Mao Shitong, Sabry Aliaa, Khalifa Yassin, Coyle James L, Sejdic Ervin
Department of Electrical and Computer Engineering, Swanson School of Engineering, University of Pittsburgh, Pittsburgh, PA 15260 USA.
Department of Communication Science and Disorders, School of Health and Rehabilitation Sciences, University of Pittsburgh, Pittsburgh, PA 15260 USA.
Future Gener Comput Syst. 2021 Feb;115:610-618. doi: 10.1016/j.future.2020.09.040. Epub 2020 Sep 30.

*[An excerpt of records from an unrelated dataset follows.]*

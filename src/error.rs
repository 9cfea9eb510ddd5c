use axum::{
    http::StatusCode,
    response::{IntoResponse, Response},
    Json,
};
use serde::Serialize;

use crate::{api::middleware::trace_id::current_trace_id, infrastructure::log_redact};

#[derive(Debug, Clone, PartialEq, Eq)]
pub enum AppErrorCode {
    // HTTP 基础错误码
    BadRequest,
    Unauthorized,
    NotFound,
    Timeout,
    Internal,

    // 业务错误码
    ValidationFailed,
    InvalidAddress,
    InvalidAmount,
    LengthMismatch,
    AmountOverflow,
    InsufficientBalance,
    InsufficientAllowance,
    WrongNetwork,
    GasEstimationFailed,
    SimulationFailed,
    BroadcastFailed,
    ChainNotSupported,
    TokenNotSupported,
    EmployeeNotFound,
    RpcError,
}

impl AppErrorCode {
    pub fn as_str(&self) -> &'static str {
        match self {
            AppErrorCode::BadRequest => "bad_request",
            AppErrorCode::Unauthorized => "unauthorized",
            AppErrorCode::NotFound => "not_found",
            AppErrorCode::Timeout => "timeout",
            AppErrorCode::Internal => "internal",

            AppErrorCode::ValidationFailed => "validation_failed",
            AppErrorCode::InvalidAddress => "invalid_address",
            AppErrorCode::InvalidAmount => "invalid_amount",
            AppErrorCode::LengthMismatch => "length_mismatch",
            AppErrorCode::AmountOverflow => "amount_overflow",
            AppErrorCode::InsufficientBalance => "insufficient_balance",
            AppErrorCode::InsufficientAllowance => "insufficient_allowance",
            AppErrorCode::WrongNetwork => "wrong_network",
            AppErrorCode::GasEstimationFailed => "gas_estimation_failed",
            AppErrorCode::SimulationFailed => "simulation_failed",
            AppErrorCode::BroadcastFailed => "broadcast_failed",
            AppErrorCode::ChainNotSupported => "chain_not_supported",
            AppErrorCode::TokenNotSupported => "token_not_supported",
            AppErrorCode::EmployeeNotFound => "employee_not_found",
            AppErrorCode::RpcError => "rpc_error",
        }
    }
}

#[derive(Debug, Clone)]
pub struct AppError {
    pub code: AppErrorCode,
    pub message: String,
    pub status: StatusCode,
    pub trace_id: Option<String>,
    /// 结构化错误详情（例如逐条的收款人校验问题）
    pub details: Option<serde_json::Value>,
}

#[derive(Serialize)]
struct ErrorBody<'a> {
    code: &'a str,
    message: &'a str,
    #[serde(skip_serializing_if = "Option::is_none")]
    trace_id: Option<&'a str>,
    #[serde(skip_serializing_if = "Option::is_none")]
    details: Option<&'a serde_json::Value>,
}

impl IntoResponse for AppError {
    fn into_response(self) -> Response {
        // 错误文本可能透传上游原文，出站前统一脱敏
        let message = log_redact::sanitize(&self.message);
        let trace_id = self.trace_id.or_else(current_trace_id);
        let body = ErrorBody {
            code: self.code.as_str(),
            message: &message,
            trace_id: trace_id.as_deref(),
            details: self.details.as_ref(),
        };
        (self.status, Json(body)).into_response()
    }
}

impl std::fmt::Display for AppError {
    fn fmt(&self, f: &mut std::fmt::Formatter<'_>) -> std::fmt::Result {
        write!(f, "{}: {}", self.code.as_str(), self.message)
    }
}

impl std::error::Error for AppError {}

impl AppError {
    fn new(code: AppErrorCode, status: StatusCode, message: impl Into<String>) -> Self {
        Self {
            code,
            message: message.into(),
            status,
            trace_id: None,
            details: None,
        }
    }

    pub fn with_details(mut self, details: serde_json::Value) -> Self {
        self.details = Some(details);
        self
    }

    pub fn bad_request(message: impl Into<String>) -> Self {
        Self::new(AppErrorCode::BadRequest, StatusCode::BAD_REQUEST, message)
    }

    pub fn unauthorized(message: impl Into<String>) -> Self {
        Self::new(AppErrorCode::Unauthorized, StatusCode::UNAUTHORIZED, message)
    }

    pub fn not_found(message: impl Into<String>) -> Self {
        Self::new(AppErrorCode::NotFound, StatusCode::NOT_FOUND, message)
    }

    pub fn internal(message: impl Into<String>) -> Self {
        Self::new(
            AppErrorCode::Internal,
            StatusCode::INTERNAL_SERVER_ERROR,
            message,
        )
    }

    pub fn validation_failed(message: impl Into<String>) -> Self {
        Self::new(
            AppErrorCode::ValidationFailed,
            StatusCode::BAD_REQUEST,
            message,
        )
    }

    pub fn length_mismatch(message: impl Into<String>) -> Self {
        Self::new(
            AppErrorCode::LengthMismatch,
            StatusCode::BAD_REQUEST,
            message,
        )
    }

    pub fn invalid_address(message: impl Into<String>) -> Self {
        Self::new(
            AppErrorCode::InvalidAddress,
            StatusCode::BAD_REQUEST,
            message,
        )
    }

    pub fn invalid_amount(message: impl Into<String>) -> Self {
        Self::new(
            AppErrorCode::InvalidAmount,
            StatusCode::BAD_REQUEST,
            message,
        )
    }

    pub fn amount_overflow(message: impl Into<String>) -> Self {
        Self::new(
            AppErrorCode::AmountOverflow,
            StatusCode::BAD_REQUEST,
            message,
        )
    }

    pub fn insufficient_balance(message: impl Into<String>) -> Self {
        Self::new(
            AppErrorCode::InsufficientBalance,
            StatusCode::UNPROCESSABLE_ENTITY,
            message,
        )
    }

    pub fn insufficient_allowance(message: impl Into<String>) -> Self {
        Self::new(
            AppErrorCode::InsufficientAllowance,
            StatusCode::UNPROCESSABLE_ENTITY,
            message,
        )
    }

    pub fn wrong_network(message: impl Into<String>) -> Self {
        Self::new(
            AppErrorCode::WrongNetwork,
            StatusCode::UNPROCESSABLE_ENTITY,
            message,
        )
    }

    pub fn gas_estimation_failed(message: impl Into<String>) -> Self {
        Self::new(
            AppErrorCode::GasEstimationFailed,
            StatusCode::UNPROCESSABLE_ENTITY,
            message,
        )
    }

    pub fn simulation_failed(message: impl Into<String>) -> Self {
        Self::new(
            AppErrorCode::SimulationFailed,
            StatusCode::UNPROCESSABLE_ENTITY,
            message,
        )
    }

    pub fn broadcast_failed(message: impl Into<String>) -> Self {
        Self::new(
            AppErrorCode::BroadcastFailed,
            StatusCode::BAD_GATEWAY,
            message,
        )
    }

    pub fn employee_not_found(message: impl Into<String>) -> Self {
        Self::new(AppErrorCode::EmployeeNotFound, StatusCode::NOT_FOUND, message)
    }

    pub fn chain_not_supported(message: impl Into<String>) -> Self {
        Self::new(AppErrorCode::ChainNotSupported, StatusCode::NOT_FOUND, message)
    }

    pub fn token_not_supported(message: impl Into<String>) -> Self {
        Self::new(AppErrorCode::TokenNotSupported, StatusCode::NOT_FOUND, message)
    }

    pub fn rpc_error(message: impl Into<String>) -> Self {
        Self::new(AppErrorCode::RpcError, StatusCode::BAD_GATEWAY, message)
    }

    pub fn timeout(message: impl Into<String>) -> Self {
        Self::new(AppErrorCode::Timeout, StatusCode::GATEWAY_TIMEOUT, message)
    }
}

impl From<anyhow::Error> for AppError {
    fn from(err: anyhow::Error) -> Self {
        Self::internal(err.to_string())
    }
}

#[cfg(test)]
mod tests {
    use super::*;

    #[test]
    fn test_error_code_strings() {
        assert_eq!(AppErrorCode::LengthMismatch.as_str(), "length_mismatch");
        assert_eq!(
            AppErrorCode::GasEstimationFailed.as_str(),
            "gas_estimation_failed"
        );
        assert_eq!(AppErrorCode::WrongNetwork.as_str(), "wrong_network");
    }

    #[tokio::test]
    async fn test_response_body_masks_secret_seed() {
        let seed = crate::utils::strkey::encode(
            crate::utils::strkey::StrkeyVersion::SecretSeed,
            &[7u8; 32],
        );
        let err = AppError::internal(format!("keypair decode failed for {}", seed));

        let response = err.into_response();
        let bytes = axum::body::to_bytes(response.into_body(), usize::MAX)
            .await
            .unwrap();
        let body = String::from_utf8(bytes.to_vec()).unwrap();
        assert!(!body.contains(&seed));
        assert!(body.contains("S***REDACTED***"));
    }

    #[test]
    fn test_constructor_status_codes() {
        assert_eq!(
            AppError::insufficient_balance("x").status,
            StatusCode::UNPROCESSABLE_ENTITY
        );
        assert_eq!(
            AppError::broadcast_failed("x").status,
            StatusCode::BAD_GATEWAY
        );
        assert_eq!(AppError::bad_request("x").status, StatusCode::BAD_REQUEST);
    }
}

Laryngeal vestibule (LV) closure is a critical physiologic event during swallowing, since it is the first line of defense against food bolus entering the airway. Identifying the laryngeal vestibule status, including closure, reopening and closure duration, provides indispensable references for assessing the risk of dysphagia and neuromuscular function. However, commonly used radiographic examinations, known as videofluoroscopy swallowing studies, are highly constrained by their radiation exposure and cost. Here, we introduce a non-invasive sensor-based system, that acquires high-resolution cervical auscultation signals from neck and accommodates advanced deep learning techniques for the detection of LV behaviors. The deep learning algorithm, which combined convolutional and recurrent neural networks, was developed with a dataset of 588 swallows from 120 patients with suspected dysphagia and further clinically tested on 45 samples from 16 healthy participants. For classifying the LV closure and opening statuses, our method achieved 78.94% and 74.89% accuracies for these two datasets, suggesting the feasibility of implementing sensor signals for LV prediction without traditional videofluoroscopy screening methods. The sensor supported system offers a broadly applicable computational approach for clinical diagnosis and biofeedback purposes in patients with swallowing disorders without the use of radiographic examination.
喉前庭(LV)闭合是吞咽过程中的一个关键生理事件,因为它是防止食团进入气道的第一道防线。识别喉前庭状态,包括闭合、重新开放和闭合持续时间,为评估吞咽困难风险和神经肌肉功能提供了不可或缺的参考。然而,常用的影像学检查,即吞咽造影检查,受到辐射暴露和成本的严重限制。在此,我们介绍一种基于非侵入性传感器的系统,该系统可从颈部获取高分辨率的颈部听诊信号,并采用先进的深度学习技术来检测喉前庭行为。结合卷积神经网络和循环神经网络的深度学习算法是基于120例疑似吞咽困难患者的588次吞咽数据集开发的,并在16名健康参与者的45个样本上进行了进一步的临床测试。对于喉前庭闭合和开放状态的分类,我们的方法在这两个数据集上分别达到了78.94%和74.89%的准确率,这表明在不使用传统吞咽造影筛查方法的情况下,利用传感器信号进行喉前庭预测是可行的。该传感器支持的系统为吞咽障碍患者的临床诊断和生物反馈目的提供了一种广泛适用的计算方法,而无需使用影像学检查。